Other areas of focus for Dr Boerma include empowering young people to set boundaries, understand consent and negotiate safe relationships.

While understanding these topics is fundamental, according to Dr Boerma, they can also be hard to talk about, and as such require a high level of patient trust.

Trust

In order to foster these strong therapeutic relationships with her patients, Dr Boerma told TMR she always tries to reserve judgement.

“You have to trust that the patient also knows what’s best for them, and can make decisions about their own bodies – decisions which will be the best ones for them,” she said.

“I don’t have any moral high ground, even if I might make different decisions about how I use my body and what I do.

“I’m always striving and hoping that I can create a space where people get the sense that they can tell me what it is that they need to tell me about their experience and choices.”

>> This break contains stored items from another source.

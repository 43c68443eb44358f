//! Bridge lifecycle: ports, listener, child process, client, worker.
//!
//! [`HostBridge::start`] assembles the whole host side in order: bind the
//! host service, pick a port for the child's service, launch the child with
//! both ports, connect the callback client within the readiness window, then
//! start the dispatch worker. A failure at any step tears down what came
//! before it; in particular a connect timeout kills the freshly launched
//! child rather than leaking it.
//!
//! There is no reconnect and no respawn. Once the callback channel latches
//! disconnected the bridge is done for this process's life; the host
//! application decides whether to shut down or carry on without panels.

use std::fs;
use std::path::PathBuf;
use std::sync::Arc;
use std::time::Duration;

use webdock_protocol::{BridgeRequest, CorrelationToken};
use webdock_runtime::{
    BridgeClient, BridgeListener, ChildProcess, ConnectionState, MainHandle, RequestQueue, Worker,
    choose_loopback_port,
};

use crate::dispatcher::{Dispatcher, OpContext, ReplySink};
use crate::error::Result;
use crate::frontend::Frontend;
use crate::service::HostService;

const DEFAULT_READY_TIMEOUT: Duration = Duration::from_secs(3);
const DEFAULT_HANDOFF_TIMEOUT: Duration = Duration::from_secs(5);

/// Everything needed to bring the bridge up.
pub struct BridgeConfig {
    /// Path to the embedded-browser child executable.
    pub child_executable: PathBuf,
    pub frontend: Arc<dyn Frontend>,
    /// Handle onto the host application's UI thread.
    pub main: MainHandle,
    /// Root for downloads and file operations. Defaults to a `webdock`
    /// directory under the platform data dir.
    pub downloads_dir: Option<PathBuf>,
    /// How long to wait for the child's service to come up.
    pub ready_timeout: Duration,
    /// Bounded wait for each main-thread hand-off.
    pub handoff_timeout: Duration,
}

impl BridgeConfig {
    pub fn new(
        child_executable: impl Into<PathBuf>,
        frontend: Arc<dyn Frontend>,
        main: MainHandle,
    ) -> Self {
        Self {
            child_executable: child_executable.into(),
            frontend,
            main,
            downloads_dir: None,
            ready_timeout: DEFAULT_READY_TIMEOUT,
            handoff_timeout: DEFAULT_HANDOFF_TIMEOUT,
        }
    }
}

fn default_downloads_dir() -> PathBuf {
    dirs::data_dir()
        .unwrap_or_else(std::env::temp_dir)
        .join("webdock")
}

/// Delivers operation results to the child's callback service.
///
/// Runs on the (synchronous) worker thread; each delivery blocks on the
/// async client via the runtime handle captured at start. Delivery failures
/// are logged, never retried - the client's latch already records the broken
/// channel.
struct CallbackSink {
    client: Arc<BridgeClient>,
    runtime: tokio::runtime::Handle,
}

impl ReplySink for CallbackSink {
    fn deliver(&self, token: CorrelationToken, result: &str) {
        let request = BridgeRequest::CallbackDeliver {
            token,
            result: result.to_string(),
        };
        match self.runtime.block_on(self.client.call(&request)) {
            Ok(ack) if !ack.ok => {
                tracing::warn!(token, "callback refused by child: {:?}", ack.error);
            }
            Ok(_) => {}
            Err(e) => {
                tracing::error!(token, "callback delivery failed: {e}");
            }
        }
    }
}

/// The running host side of the bridge.
pub struct HostBridge {
    listener: BridgeListener,
    client_state: ConnectionState,
    child: Option<ChildProcess>,
    worker: Option<Worker>,
}

impl HostBridge {
    /// Brings the bridge up. Must be called on a tokio runtime; the worker
    /// thread it spawns keeps a handle to that runtime for callback delivery.
    pub async fn start(config: BridgeConfig) -> Result<Self> {
        let downloads_dir = config
            .downloads_dir
            .clone()
            .unwrap_or_else(default_downloads_dir);
        fs::create_dir_all(&downloads_dir)?;

        let queue = Arc::new(RequestQueue::new());
        let service = Arc::new(HostService::new(Arc::clone(&queue)));
        // Port 0: the listener reads back its OS-assigned port, so only the
        // child's port needs the pick-and-release dance.
        let listener = BridgeListener::bind(0, service).await?;
        let child_port = choose_loopback_port()?;

        tracing::info!(
            host_port = listener.port(),
            child_port,
            exe = %config.child_executable.display(),
            "starting bridge child"
        );
        let child =
            ChildProcess::launch(&config.child_executable, listener.port(), child_port).await?;

        let client = match BridgeClient::connect(child_port, config.ready_timeout).await {
            Ok(client) => Arc::new(client),
            Err(e) => {
                // Don't leak a child that never answered.
                let _ = child.kill().await;
                return Err(e.into());
            }
        };
        let client_state = client.state();

        let ctx = Arc::new(OpContext {
            frontend: Arc::clone(&config.frontend),
            main: config.main.clone(),
            downloads_dir,
            handoff_timeout: config.handoff_timeout,
        });
        let sink = Arc::new(CallbackSink {
            client,
            runtime: tokio::runtime::Handle::current(),
        });
        let dispatcher = Dispatcher::new(ctx, sink as Arc<dyn ReplySink>);
        let worker = Worker::spawn(queue, move |entry| dispatcher.execute(entry))?;

        Ok(Self {
            listener,
            client_state,
            child: Some(child),
            worker: Some(worker),
        })
    }

    /// The port the host service listens on.
    pub fn port(&self) -> u16 {
        self.listener.port()
    }

    /// Whether the callback channel to the child is still usable.
    pub fn is_connected(&self) -> bool {
        self.client_state.is_connected()
    }

    /// Stops the worker and terminates the child. Queued entries drained
    /// before the stop still execute; anything pushed after is dropped with
    /// the queue.
    pub async fn shutdown(mut self) {
        if let Some(worker) = self.worker.take() {
            worker.stop();
        }
        if let Some(child) = self.child.take() {
            if let Err(e) = child.kill().await {
                tracing::warn!("child termination failed: {e}");
            }
        }
    }
}
//! Child side of the webdock bridge.
//!
//! Lives inside the embedded-browser process. The two halves:
//!
//! - [`proxy::ApiProxy`] - issues `operationCall`s to the host, assigning a
//!   correlation token per reply-expecting call and parking the call site in
//!   the registry
//! - [`service::ChildService`] - receives `callbackDeliver`s from the host
//!   and resumes the matching parked call site
//!
//! The embedded runtime integration (registering one global JS function per
//! [`ApiMethod`](webdock_protocol::ApiMethod) and capturing call contexts as
//! [`CallSite`](webdock_runtime::CallSite)s) sits above this crate; the
//! `webdock-child` binary wires both halves to the ports the host passed on
//! the command line.

pub mod proxy;
pub mod service;

pub use proxy::{ApiProxy, global_function_names};
pub use service::ChildService;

When treating patients, Dr Boerma always keeps the possibility of existing trauma front of mind.

“Any of your patients could have had a history of some trauma, and you don’t always know – or have to know – all of those details,” said Dr Boerma.

To counter this, she goes gently into personal examinations and tries to let the patient retain a sense of control by reiterating that they can withdraw their consent at any time.

“A lot of GPs do this, and some will do it without even thinking about it,” Dr Boerma said.

“But when I think about it, it helps me to keep reflecting and think about ways I could have done things better.”

General practice

Having the ability to continually improve her practice helps motivate Dr Boerma and pushing herself to learn has been a highlight of working with Family Planning.

“Here, I get opportunities to engage increasingly in non-clinical spaces like research, writing and education,” she said.

“I now oversee one of those family planning courses that I did as a more junior doctor, and I can share that knowledge with other doctors, which is a really wonderful thing.”

Dr Boerma credits the broad training she received as a general practitioner as the key reason she was able to move into the sexual health field.

“That’s the thing with general practice, is that there’s so many avenues that you can go down – and I wouldn’t necessarily have guessed that I’d be in the position I’m in now,” Dr Boerma told TMR.

Finding a way to practise medicine which tracked with her own values, however, is what gives her the greatest career satisfaction.

“I aligned with the values here, which is probably why I got more involved,” Dr Boerma said.

“There is really a focus on serving underserved populations; our priority populations here are people with disabilities, young people, people from culturally and linguistically diverse backgrounds and Aboriginal and Torres Strait Islander people – there’s a sense of equity for all.”

Today (8 March) is International Women’s Day, and this year’s theme is “Choose to challenge”.